Your task - A single figure is wanted: the count of lines below containing the string "without".

Dataset entries -
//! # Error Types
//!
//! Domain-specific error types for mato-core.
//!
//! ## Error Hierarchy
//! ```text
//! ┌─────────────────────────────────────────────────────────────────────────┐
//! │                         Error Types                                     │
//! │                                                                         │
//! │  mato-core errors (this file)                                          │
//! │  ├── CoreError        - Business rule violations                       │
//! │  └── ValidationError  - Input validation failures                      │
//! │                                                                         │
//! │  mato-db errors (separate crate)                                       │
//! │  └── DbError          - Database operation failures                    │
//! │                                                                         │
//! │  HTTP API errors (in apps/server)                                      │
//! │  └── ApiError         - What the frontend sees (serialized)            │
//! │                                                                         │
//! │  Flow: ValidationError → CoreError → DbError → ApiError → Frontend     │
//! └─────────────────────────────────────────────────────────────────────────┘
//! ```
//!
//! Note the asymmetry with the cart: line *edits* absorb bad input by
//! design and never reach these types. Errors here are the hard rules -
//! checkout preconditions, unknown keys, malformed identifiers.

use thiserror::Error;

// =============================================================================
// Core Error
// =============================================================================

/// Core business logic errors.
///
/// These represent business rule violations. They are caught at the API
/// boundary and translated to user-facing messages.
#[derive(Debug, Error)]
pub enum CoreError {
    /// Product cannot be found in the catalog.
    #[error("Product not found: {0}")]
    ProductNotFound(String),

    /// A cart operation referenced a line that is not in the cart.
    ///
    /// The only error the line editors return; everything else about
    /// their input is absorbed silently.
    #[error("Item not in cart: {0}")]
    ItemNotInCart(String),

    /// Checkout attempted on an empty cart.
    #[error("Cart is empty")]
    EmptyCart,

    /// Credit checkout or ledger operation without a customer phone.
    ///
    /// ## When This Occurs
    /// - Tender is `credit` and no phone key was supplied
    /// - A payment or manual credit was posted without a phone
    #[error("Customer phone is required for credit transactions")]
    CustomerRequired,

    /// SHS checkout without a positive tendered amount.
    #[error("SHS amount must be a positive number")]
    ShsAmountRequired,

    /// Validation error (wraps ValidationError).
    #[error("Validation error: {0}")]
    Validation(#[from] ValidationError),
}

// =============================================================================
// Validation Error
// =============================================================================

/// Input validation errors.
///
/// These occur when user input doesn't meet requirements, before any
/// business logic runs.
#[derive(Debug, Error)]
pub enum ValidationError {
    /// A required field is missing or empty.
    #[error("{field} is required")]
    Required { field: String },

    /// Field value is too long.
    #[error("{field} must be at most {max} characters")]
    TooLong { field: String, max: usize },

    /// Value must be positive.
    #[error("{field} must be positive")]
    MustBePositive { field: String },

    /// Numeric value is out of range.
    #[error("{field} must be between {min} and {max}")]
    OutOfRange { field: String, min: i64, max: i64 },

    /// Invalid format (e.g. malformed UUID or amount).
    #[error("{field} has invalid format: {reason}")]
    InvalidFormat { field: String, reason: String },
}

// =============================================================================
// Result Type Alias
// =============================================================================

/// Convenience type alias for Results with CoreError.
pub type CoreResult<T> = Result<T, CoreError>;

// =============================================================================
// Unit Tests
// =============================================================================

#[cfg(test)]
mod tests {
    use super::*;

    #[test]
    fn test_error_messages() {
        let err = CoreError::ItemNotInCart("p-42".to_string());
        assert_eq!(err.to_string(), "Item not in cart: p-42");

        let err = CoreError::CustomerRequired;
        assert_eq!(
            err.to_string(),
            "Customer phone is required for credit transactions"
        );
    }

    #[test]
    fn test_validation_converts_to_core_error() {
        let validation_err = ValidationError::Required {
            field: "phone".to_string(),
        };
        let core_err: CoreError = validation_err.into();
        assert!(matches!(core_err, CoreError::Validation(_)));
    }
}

--

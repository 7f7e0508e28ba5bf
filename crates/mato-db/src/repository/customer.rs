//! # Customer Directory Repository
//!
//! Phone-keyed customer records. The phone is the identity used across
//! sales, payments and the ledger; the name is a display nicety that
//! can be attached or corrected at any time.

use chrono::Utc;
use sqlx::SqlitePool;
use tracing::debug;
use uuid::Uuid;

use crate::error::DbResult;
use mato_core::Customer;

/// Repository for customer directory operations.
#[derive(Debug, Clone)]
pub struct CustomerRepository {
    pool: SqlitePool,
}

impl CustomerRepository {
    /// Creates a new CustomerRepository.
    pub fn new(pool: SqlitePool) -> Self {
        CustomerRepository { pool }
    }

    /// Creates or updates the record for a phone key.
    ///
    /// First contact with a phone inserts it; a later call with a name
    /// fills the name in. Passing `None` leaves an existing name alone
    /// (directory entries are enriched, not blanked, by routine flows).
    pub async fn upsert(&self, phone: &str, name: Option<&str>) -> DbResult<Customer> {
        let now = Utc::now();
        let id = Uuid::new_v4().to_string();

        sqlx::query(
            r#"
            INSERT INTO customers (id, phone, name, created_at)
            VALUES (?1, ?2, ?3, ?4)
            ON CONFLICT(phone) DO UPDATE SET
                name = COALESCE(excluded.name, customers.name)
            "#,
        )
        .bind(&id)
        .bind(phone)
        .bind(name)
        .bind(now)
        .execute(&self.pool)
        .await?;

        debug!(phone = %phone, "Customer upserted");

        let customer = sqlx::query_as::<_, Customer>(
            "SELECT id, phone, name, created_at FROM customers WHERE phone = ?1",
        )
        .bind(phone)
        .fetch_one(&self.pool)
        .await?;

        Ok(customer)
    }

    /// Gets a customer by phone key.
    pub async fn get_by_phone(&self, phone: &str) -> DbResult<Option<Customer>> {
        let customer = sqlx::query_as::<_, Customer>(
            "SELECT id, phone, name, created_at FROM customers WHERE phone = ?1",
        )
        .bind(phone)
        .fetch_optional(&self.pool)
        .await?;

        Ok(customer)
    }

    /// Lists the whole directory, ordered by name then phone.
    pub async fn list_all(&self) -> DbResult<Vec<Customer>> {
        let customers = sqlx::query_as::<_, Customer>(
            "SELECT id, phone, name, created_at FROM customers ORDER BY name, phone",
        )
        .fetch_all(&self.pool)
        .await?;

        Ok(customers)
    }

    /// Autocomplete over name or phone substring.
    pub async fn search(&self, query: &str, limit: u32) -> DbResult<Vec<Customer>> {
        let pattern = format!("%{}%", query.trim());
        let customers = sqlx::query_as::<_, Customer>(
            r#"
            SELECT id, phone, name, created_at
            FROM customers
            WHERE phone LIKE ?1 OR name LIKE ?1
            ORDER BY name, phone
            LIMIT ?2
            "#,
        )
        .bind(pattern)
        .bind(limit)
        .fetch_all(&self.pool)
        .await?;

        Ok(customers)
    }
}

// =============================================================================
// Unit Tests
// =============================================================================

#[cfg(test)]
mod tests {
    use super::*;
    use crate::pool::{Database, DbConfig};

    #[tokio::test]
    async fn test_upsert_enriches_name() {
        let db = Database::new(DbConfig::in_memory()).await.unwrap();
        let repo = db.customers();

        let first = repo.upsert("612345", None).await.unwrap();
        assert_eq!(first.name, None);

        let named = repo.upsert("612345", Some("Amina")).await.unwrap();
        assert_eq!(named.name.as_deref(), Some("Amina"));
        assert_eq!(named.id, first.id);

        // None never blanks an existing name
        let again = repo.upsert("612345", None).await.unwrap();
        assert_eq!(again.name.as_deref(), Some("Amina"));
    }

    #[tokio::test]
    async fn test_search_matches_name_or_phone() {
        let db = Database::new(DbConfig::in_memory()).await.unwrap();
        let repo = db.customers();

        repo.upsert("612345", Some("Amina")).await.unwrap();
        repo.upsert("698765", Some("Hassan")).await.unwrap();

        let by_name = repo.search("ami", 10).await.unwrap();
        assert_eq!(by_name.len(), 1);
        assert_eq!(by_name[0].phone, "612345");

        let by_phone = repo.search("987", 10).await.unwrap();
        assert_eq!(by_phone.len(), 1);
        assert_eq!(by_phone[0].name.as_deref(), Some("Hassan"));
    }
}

Your solution - 3